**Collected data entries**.
..............................
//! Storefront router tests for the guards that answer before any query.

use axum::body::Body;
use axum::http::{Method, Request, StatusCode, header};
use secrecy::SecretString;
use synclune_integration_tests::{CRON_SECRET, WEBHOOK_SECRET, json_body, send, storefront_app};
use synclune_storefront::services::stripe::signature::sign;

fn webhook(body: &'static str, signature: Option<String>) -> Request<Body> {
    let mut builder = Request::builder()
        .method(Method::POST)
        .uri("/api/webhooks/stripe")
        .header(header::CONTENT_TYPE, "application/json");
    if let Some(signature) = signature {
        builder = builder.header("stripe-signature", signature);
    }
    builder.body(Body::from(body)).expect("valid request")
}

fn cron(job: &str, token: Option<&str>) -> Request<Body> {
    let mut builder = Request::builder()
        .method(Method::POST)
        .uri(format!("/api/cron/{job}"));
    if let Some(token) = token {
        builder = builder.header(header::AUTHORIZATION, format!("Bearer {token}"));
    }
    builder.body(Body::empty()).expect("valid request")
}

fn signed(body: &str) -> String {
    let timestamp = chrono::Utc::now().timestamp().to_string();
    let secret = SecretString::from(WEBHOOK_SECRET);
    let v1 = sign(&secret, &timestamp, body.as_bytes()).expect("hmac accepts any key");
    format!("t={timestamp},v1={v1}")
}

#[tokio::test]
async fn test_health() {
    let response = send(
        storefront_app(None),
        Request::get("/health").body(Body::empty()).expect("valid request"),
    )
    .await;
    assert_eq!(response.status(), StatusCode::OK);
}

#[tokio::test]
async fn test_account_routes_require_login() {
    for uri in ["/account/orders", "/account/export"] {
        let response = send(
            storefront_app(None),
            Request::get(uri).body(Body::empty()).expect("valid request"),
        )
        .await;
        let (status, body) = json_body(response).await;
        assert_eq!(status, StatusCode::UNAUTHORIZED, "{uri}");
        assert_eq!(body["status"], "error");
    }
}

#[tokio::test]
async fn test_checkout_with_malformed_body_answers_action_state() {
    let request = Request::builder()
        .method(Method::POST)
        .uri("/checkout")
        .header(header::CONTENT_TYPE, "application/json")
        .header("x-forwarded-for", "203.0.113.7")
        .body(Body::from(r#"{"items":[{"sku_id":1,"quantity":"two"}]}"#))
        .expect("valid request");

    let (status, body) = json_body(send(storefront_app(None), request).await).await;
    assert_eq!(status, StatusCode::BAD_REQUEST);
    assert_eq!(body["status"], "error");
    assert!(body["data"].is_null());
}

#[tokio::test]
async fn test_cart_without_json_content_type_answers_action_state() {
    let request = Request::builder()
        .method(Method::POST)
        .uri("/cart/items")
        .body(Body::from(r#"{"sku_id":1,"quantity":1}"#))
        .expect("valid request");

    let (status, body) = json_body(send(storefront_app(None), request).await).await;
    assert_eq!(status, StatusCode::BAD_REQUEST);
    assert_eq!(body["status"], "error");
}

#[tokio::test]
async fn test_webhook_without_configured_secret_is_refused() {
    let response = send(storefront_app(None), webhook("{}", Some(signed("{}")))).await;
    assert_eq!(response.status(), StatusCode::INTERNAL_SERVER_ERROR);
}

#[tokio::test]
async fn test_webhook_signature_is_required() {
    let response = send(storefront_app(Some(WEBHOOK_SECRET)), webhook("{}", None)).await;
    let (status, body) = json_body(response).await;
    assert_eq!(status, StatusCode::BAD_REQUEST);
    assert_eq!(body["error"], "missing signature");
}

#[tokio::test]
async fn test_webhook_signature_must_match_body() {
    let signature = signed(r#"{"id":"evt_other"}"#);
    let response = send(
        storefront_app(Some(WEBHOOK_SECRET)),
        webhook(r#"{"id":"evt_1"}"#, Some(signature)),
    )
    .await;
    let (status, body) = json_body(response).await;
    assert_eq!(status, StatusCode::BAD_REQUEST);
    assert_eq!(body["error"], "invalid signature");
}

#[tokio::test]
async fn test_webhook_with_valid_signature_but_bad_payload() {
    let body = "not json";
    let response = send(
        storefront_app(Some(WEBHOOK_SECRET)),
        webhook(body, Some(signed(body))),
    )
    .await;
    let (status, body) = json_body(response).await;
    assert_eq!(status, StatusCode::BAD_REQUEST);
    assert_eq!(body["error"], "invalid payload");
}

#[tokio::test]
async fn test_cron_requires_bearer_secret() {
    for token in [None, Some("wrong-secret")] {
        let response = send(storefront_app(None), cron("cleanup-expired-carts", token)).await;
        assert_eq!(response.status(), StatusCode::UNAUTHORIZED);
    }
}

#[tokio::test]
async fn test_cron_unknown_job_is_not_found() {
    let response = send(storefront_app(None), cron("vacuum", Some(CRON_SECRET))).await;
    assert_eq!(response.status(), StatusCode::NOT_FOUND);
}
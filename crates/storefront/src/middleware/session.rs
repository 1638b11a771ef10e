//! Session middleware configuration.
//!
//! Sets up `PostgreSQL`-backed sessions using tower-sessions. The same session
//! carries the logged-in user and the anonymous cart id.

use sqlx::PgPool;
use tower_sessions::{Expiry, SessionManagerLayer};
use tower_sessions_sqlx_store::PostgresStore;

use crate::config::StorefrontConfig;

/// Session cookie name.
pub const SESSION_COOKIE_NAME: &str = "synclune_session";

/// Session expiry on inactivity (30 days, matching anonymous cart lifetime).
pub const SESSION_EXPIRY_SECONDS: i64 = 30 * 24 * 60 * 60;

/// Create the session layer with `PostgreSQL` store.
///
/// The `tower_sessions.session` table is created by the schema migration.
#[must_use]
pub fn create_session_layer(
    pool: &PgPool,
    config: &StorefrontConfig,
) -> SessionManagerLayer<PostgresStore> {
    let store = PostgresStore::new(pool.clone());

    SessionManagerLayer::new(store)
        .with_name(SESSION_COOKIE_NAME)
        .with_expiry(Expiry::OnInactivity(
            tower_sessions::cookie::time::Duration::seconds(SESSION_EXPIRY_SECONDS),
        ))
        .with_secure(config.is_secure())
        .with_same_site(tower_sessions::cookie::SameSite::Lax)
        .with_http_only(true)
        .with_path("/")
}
..............................
**Problem to solve**. Make an exact transcription of the entries above.

**Result of this task**.
//! Storefront router tests for the guards that answer before any query.

use axum::body::Body;
use axum::http::{Method, Request, StatusCode, header};
use secrecy::SecretString;
use synclune_integration_tests::{CRON_SECRET, WEBHOOK_SECRET, json_body, send, storefront_app};
use synclune_storefront::services::stripe::signature::sign;

fn webhook(body: &'static str, signature: Option<String>) -> Request<Body> {
    let mut builder = Request::builder()
        .method(Method::POST)
        .uri("/api/webhooks/stripe")
        .header(header::CONTENT_TYPE, "application/json");
    if let Some(signature) = signature {
        builder = builder.header("stripe-signature", signature);
    }
    builder.body(Body::from(body)).expect("valid request")
}

fn cron(job: &str, token: Option<&str>) -> Request<Body> {
    let mut builder = Request::builder()
        .method(Method::POST)
        .uri(format!("/api/cron/{job}"));
    if let Some(token) = token {
        builder = builder.header(header::AUTHORIZATION, format!("Bearer {token}"));
    }
    builder.body(Body::empty()).expect("valid request")
}

fn signed(body: &str) -> String {
    let timestamp = chrono::Utc::now().timestamp().to_string();
    let secret = SecretString::from(WEBHOOK_SECRET);
    let v1 = sign(&secret, &timestamp, body.as_bytes()).expect("hmac accepts any key");
    format!("t={timestamp},v1={v1}")
}

#[tokio::test]
async fn test_health() {
    let response = send(
        storefront_app(None),
        Request::get("/health").body(Body::empty()).expect("valid request"),
    )
    .await;
    assert_eq!(response.status(), StatusCode::OK);
}

#[tokio::test]
async fn test_account_routes_require_login() {
    for uri in ["/account/orders", "/account/export"] {
        let response = send(
            storefront_app(None),
            Request::get(uri).body(Body::empty()).expect("valid request"),
        )
        .await;
        let (status, body) = json_body(response).await;
        assert_eq!(status, StatusCode::UNAUTHORIZED, "{uri}");
        assert_eq!(body["status"], "error");
    }
}

#[tokio::test]
async fn test_checkout_with_malformed_body_answers_action_state() {
    let request = Request::builder()
        .method(Method::POST)
        .uri("/checkout")
        .header(header::CONTENT_TYPE, "application/json")
        .header("x-forwarded-for", "203.0.113.7")
        .body(Body::from(r#"{"items":[{"sku_id":1,"quantity":"two"}]}"#))
        .expect("valid request");

    let (status, body) = json_body(send(storefront_app(None), request).await).await;
    assert_eq!(status, StatusCode::BAD_REQUEST);
    assert_eq!(body["status"], "error");
    assert!(body["data"].is_null());
}

#[tokio::test]
async fn test_cart_without_json_content_type_answers_action_state() {
    let request = Request::builder()
        .method(Method::POST)
        .uri("/cart/items")
        .body(Body::from(r#"{"sku_id":1,"quantity":1}"#))
        .expect("valid request");

    let (status, body) = json_body(send(storefront_app(None), request).await).await;
    assert_eq!(status, StatusCode::BAD_REQUEST);
    assert_eq!(body["status"], "error");
}

#[tokio::test]
async fn test_webhook_without_configured_secret_is_refused() {
    let response = send(storefront_app(None), webhook("{}", Some(signed("{}")))).await;
    assert_eq!(response.status(), StatusCode::INTERNAL_SERVER_ERROR);
}

#[tokio::test]
async fn test_webhook_signature_is_required() {
    let response = send(storefront_app(Some(WEBHOOK_SECRET)), webhook("{}", None)).await;
    let (status, body) = json_body(response).await;
    assert_eq!(status, StatusCode::BAD_REQUEST);
    assert_eq!(body["error"], "missing signature");
}

#[tokio::test]
async fn test_webhook_signature_must_match_body() {
    let signature = signed(r#"{"id":"evt_other"}"#);
    let response = send(
        storefront_app(Some(WEBHOOK_SECRET)),
        webhook(r#"{"id":"evt_1"}"#, Some(signature)),
    )
    .await;
    let (status, body) = json_body(response).await;
    assert_eq!(status, StatusCode::BAD_REQUEST);
    assert_eq!(body["error"], "invalid signature");
}

#[tokio::test]
async fn test_webhook_with_valid_signature_but_bad_payload() {
    let body = "not json";
    let response = send(
        storefront_app(Some(WEBHOOK_SECRET)),
        webhook(body, Some(signed(body))),
    )
    .await;
    let (status, body) = json_body(response).await;
    assert_eq!(status, StatusCode::BAD_REQUEST);
    assert_eq!(body["error"], "invalid payload");
}

#[tokio::test]
async fn test_cron_requires_bearer_secret() {
    for token in [None, Some("wrong-secret")] {
        let response = send(storefront_app(None), cron("cleanup-expired-carts", token)).await;
        assert_eq!(response.status(), StatusCode::UNAUTHORIZED);
    }
}

#[tokio::test]
async fn test_cron_unknown_job_is_not_found() {
    let response = send(storefront_app(None), cron("vacuum", Some(CRON_SECRET))).await;
    assert_eq!(response.status(), StatusCode::NOT_FOUND);
}
filename crates/storefront/src/middleware/session.rs
repository 1638b11a771ef10e
//! Session middleware configuration.
//!
//! Sets up `PostgreSQL`-backed sessions using tower-sessions. The same session
//! carries the logged-in user and the anonymous cart id.

use sqlx::PgPool;
use tower_sessions::{Expiry, SessionManagerLayer};
use tower_sessions_sqlx_store::PostgresStore;

use crate::config::StorefrontConfig;

/// Session cookie name.
pub const SESSION_COOKIE_NAME: &str = "synclune_session";

/// Session expiry on inactivity (30 days, matching anonymous cart lifetime).
pub const SESSION_EXPIRY_SECONDS: i64 = 30 * 24 * 60 * 60;

/// Create the session layer with `PostgreSQL` store.
///
/// The `tower_sessions.session` table is created by the schema migration.
#[must_use]
pub fn create_session_layer(
    pool: &PgPool,
    config: &StorefrontConfig,
) -> SessionManagerLayer<PostgresStore> {
    let store = PostgresStore::new(pool.clone());

    SessionManagerLayer::new(store)
        .with_name(SESSION_COOKIE_NAME)
        .with_expiry(Expiry::OnInactivity(
            tower_sessions::cookie::time::Duration::seconds(SESSION_EXPIRY_SECONDS),
        ))
        .with_secure(config.is_secure())
        .with_same_site(tower_sessions::cookie::SameSite::Lax)
        .with_http_only(true)
        .with_path("/")
}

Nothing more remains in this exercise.